--- Task to complete ---
Start at the first line of the material. Repeat each line exactly through the one containing "pub fn as_str(&self)", then stop.

--- Task data ---
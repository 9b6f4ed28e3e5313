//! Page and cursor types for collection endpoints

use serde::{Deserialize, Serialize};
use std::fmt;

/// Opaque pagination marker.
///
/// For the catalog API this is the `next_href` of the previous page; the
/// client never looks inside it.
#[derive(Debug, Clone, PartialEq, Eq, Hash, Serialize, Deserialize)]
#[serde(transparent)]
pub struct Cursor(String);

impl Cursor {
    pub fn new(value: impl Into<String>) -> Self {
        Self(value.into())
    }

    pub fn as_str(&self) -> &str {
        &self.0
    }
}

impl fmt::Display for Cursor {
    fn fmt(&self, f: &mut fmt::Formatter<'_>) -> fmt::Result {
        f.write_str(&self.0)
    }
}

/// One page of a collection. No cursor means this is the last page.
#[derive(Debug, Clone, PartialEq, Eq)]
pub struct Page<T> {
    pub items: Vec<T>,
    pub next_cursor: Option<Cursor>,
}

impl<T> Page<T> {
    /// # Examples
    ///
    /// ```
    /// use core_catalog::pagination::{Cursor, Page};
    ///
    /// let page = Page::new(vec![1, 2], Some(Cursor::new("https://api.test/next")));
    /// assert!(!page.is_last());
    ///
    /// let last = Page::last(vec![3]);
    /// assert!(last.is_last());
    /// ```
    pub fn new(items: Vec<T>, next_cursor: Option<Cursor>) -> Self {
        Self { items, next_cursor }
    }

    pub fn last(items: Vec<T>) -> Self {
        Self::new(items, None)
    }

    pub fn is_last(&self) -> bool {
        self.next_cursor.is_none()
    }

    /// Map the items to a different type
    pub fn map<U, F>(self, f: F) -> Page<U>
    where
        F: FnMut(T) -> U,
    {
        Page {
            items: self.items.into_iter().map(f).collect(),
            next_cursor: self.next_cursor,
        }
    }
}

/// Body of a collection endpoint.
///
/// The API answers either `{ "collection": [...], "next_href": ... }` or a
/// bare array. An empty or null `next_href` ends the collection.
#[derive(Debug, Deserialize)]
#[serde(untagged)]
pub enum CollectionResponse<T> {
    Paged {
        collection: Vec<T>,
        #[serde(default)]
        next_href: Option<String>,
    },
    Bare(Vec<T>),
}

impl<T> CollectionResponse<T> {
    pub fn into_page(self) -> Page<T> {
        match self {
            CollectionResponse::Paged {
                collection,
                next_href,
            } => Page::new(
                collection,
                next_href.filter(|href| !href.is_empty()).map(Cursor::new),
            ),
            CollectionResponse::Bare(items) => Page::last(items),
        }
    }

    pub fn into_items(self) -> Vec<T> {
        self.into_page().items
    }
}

--- Written solution ---
repository 9b6f4ed28e3e5313
//! Page and cursor types for collection endpoints

use serde::{Deserialize, Serialize};
use std::fmt;

/// Opaque pagination marker.
///
/// For the catalog API this is the `next_href` of the previous page; the
/// client never looks inside it.
#[derive(Debug, Clone, PartialEq, Eq, Hash, Serialize, Deserialize)]
#[serde(transparent)]
pub struct Cursor(String);

impl Cursor {
    pub fn new(value: impl Into<String>) -> Self {
        Self(value.into())
    }

    pub fn as_str(&self) -> &str {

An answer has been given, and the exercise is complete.